Erasmus MC
---
Hoger risico op aangeboren hartafwijking
Een variatie in het NNMT-gen (Nicotinamide N-methyltransferase) in
combinatie met het gebruik van voorgeschreven medicijnen en een lage
inname van vitamine B3 tijdens de vroege zwangerschap, leidt tot een
hogere kans op een aangeboren hartafwijking bij het kind.
Onderzoekers van het Erasmus MC publiceren deze bevinding in het
mei-nummer van het wetenschappelijke tijdschrift European Heart
Journal.
Aangeboren
Onlangs is een variatie in het NNMT-gen ontdekt, die ervoor kan zorgen
dat het bijbehorend enzym minder goed werkt. Uit gegevens verzameld
binnen de HAVEN-studie, een grootschalig epidemiologisch onderzoek
naar risicofactoren van aangeboren hartafwijkingen, blijkt nu dat deze
genetische variatie bij moeders of kinderen op zichzelf geen verhoogde
kans geeft op een aangeboren hartafwijking.
Blootgesteld
Anders is het als moeders met deze genetische variatie tijdens de
vroege zwangerschap voorgeschreven medicijnen hebben gebruikt of met
de voeding weinig vitamine B3 hebben binnengekregen.

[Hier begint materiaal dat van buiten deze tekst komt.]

//! Background work: a worker pool and handles to the results of its tasks.

use std::sync::Arc;

use parking_lot::{Condvar, Mutex};

/// An error indicating that a task ended without producing a result.
#[derive(Debug, Clone, Copy, PartialEq, Eq, thiserror::Error)]
#[non_exhaustive]
pub enum TaskError {
    /// The task panicked or the pool was torn down before it ran.
    #[error("background task panicked or was dropped")]
    Lost,
}

/// Handle to the result of a background task.
///
/// Can be polled from a thread that must not block, or waited on.
#[derive(Debug)]
pub struct Task<T> {
    /// Receives the result once.
    receiver: flume::Receiver<T>,
    /// The result, once received.
    result: Option<Result<T, TaskError>>,
}

impl<T> Task<T> {
    /// Checks for the result without blocking.
    #[inline]
    pub fn poll(&mut self) -> Option<&Result<T, TaskError>> {
        if self.result.is_none() {
            match self.receiver.try_recv() {
                Ok(value) => self.result = Some(Ok(value)),
                Err(flume::TryRecvError::Disconnected) => self.result = Some(Err(TaskError::Lost)),
                Err(flume::TryRecvError::Empty) => return None,
            }
        }
        self.result.as_ref()
    }

    /// Whether the task has finished.
    #[inline]
    pub fn is_finished(&mut self) -> bool {
        self.poll().is_some()
    }

    /// Blocks until the task finishes.
    ///
    /// # Errors
    ///
    /// Fails if the task panicked.
    #[inline]
    pub fn wait(self) -> Result<T, TaskError> {
        match self.result {
            Some(result) => result,
            None => self.receiver.recv().map_err(|_err| TaskError::Lost),
        }
    }
}

/// Counts tasks in flight so callers can wait for the pool to drain.
#[derive(Debug, Default)]
struct Outstanding {
    /// Number of queued or running tasks.
    count: Mutex<usize>,
    /// Signalled when `count` drops to zero.
    idle: Condvar,
}

/// Decrements [`Outstanding`] when a task ends, even by panicking.
struct OutstandingGuard(Arc<Outstanding>);

impl Drop for OutstandingGuard {
    #[inline]
    fn drop(&mut self) {
        let mut count = self.0.count.lock();
        *count = count.saturating_sub(1);
        if *count == 0 {
            self.0.idle.notify_all();
        }
    }
}

/// A pool of worker threads compiling shaders and building pipelines.
#[derive(Debug)]
pub struct WorkerPool {
    /// The threads.
    pool: rayon::ThreadPool,
    /// Tasks in flight.
    outstanding: Arc<Outstanding>,
}

impl WorkerPool {
    /// Starts a pool with `threads` workers, or one per core if `None`.
    ///
    /// # Errors
    ///
    /// Fails if the threads cannot be spawned.
    #[inline]
    pub fn new(threads: Option<usize>) -> Result<Self, rayon::ThreadPoolBuildError> {
        let pool = rayon::ThreadPoolBuilder::new()
            .num_threads(threads.unwrap_or(0))
            .thread_name(|index| format!("pipeline-worker-{index}"))
            .panic_handler(|_payload| log::error!("background task panicked"))
            .build()?;
        log::debug!("started {} pipeline worker(s)", pool.current_num_threads());
        Ok(Self {
            pool,
            outstanding: Arc::new(Outstanding::default()),
        })
    }

    /// Runs `work` on a worker thread, returning a handle to its result.
    #[inline]
    pub fn spawn<T, F>(&self, work: F) -> Task<T>
    where
        T: Send + 'static,
        F: FnOnce() -> T + Send + 'static,
    {
        let (sender, receiver) = flume::bounded(1);
        self.execute(move || {
            if sender.send(work()).is_err() {
                log::trace!("result of background task dropped unread");
            }
        });
        Task {
            receiver,
            result: None,
        }
    }

    /// Runs `work` on a worker thread without keeping track of its result.
    #[inline]
    pub fn execute<F>(&self, work: F)
    where
        F: FnOnce() + Send + 'static,
    {
        *self.outstanding.count.lock() += 1;
        let guard = OutstandingGuard(Arc::clone(&self.outstanding));
        self.pool.spawn(move || {
            let _guard = guard;
            work();
        });
    }

    /// Blocks until every spawned task has finished.
    #[inline]
    pub fn wait_idle(&self) {
        let mut count = self.outstanding.count.lock();
        while *count > 0 {
            self.outstanding.idle.wait(&mut count);
        }
    }

    /// Number of tasks queued or running.
    #[inline]
    #[must_use]
    pub fn outstanding(&self) -> usize {
        *self.outstanding.count.lock()
    }

    /// Number of worker threads.
    #[inline]
    #[must_use]
    pub fn threads(&self) -> usize {
        self.pool.current_num_threads()
    }
}

#[cfg(test)]
mod test {
    use super::*;

    #[test_log::test]
    fn tasks_can_be_polled_and_awaited() {
        let pool = WorkerPool::new(Some(2)).unwrap();
        let (release, gate) = flume::bounded::<()>(0);
        let mut task = pool.spawn(move || {
            gate.recv().unwrap();
            21 * 2
        });

        assert!(task.poll().is_none());
        release.send(()).unwrap();
        assert_eq!(task.wait(), Ok(42));
        pool.wait_idle();
        assert_eq!(pool.outstanding(), 0);
    }

    #[test_log::test]
    fn panicking_task_is_lost() {
        let pool = WorkerPool::new(Some(1)).unwrap();
        let task = pool.spawn(|| -> u32 { panic!("boom") });
        assert_eq!(task.wait(), Err(TaskError::Lost));
        pool.wait_idle();
        assert_eq!(pool.threads(), 1);
    }
}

In beide gevallen
is de kans op een aangeboren hartafwijking anderhalf keer groter dan
normaal. Kinderen met de genetische variatie, die in het begin van de
zwangerschap waren blootgesteld aan zowel de medicatie van hun moeder
als een lage inname van vitamine B3 in de voeding van hun moeder,
lopen bijna negen keer meer risico op een aangeboren hartafwijking.
Combinatie
Dit onderzoek toont aan dat een kleine (genetische) factor het risico
op aangeboren hartafwijkingen niet hoeft te vergroten, maar dat een
combinatie met voeding, leefstijl en gezondheidsfactoren van de moeder
juist wel kan leiden tot een hoger risico. Daarnaast benadrukken de
onderzoeksresultaten het belang van goede, gebalanceerde voeding en
een gezonde leefstijl zowel vóór als tijdens de zwangerschap.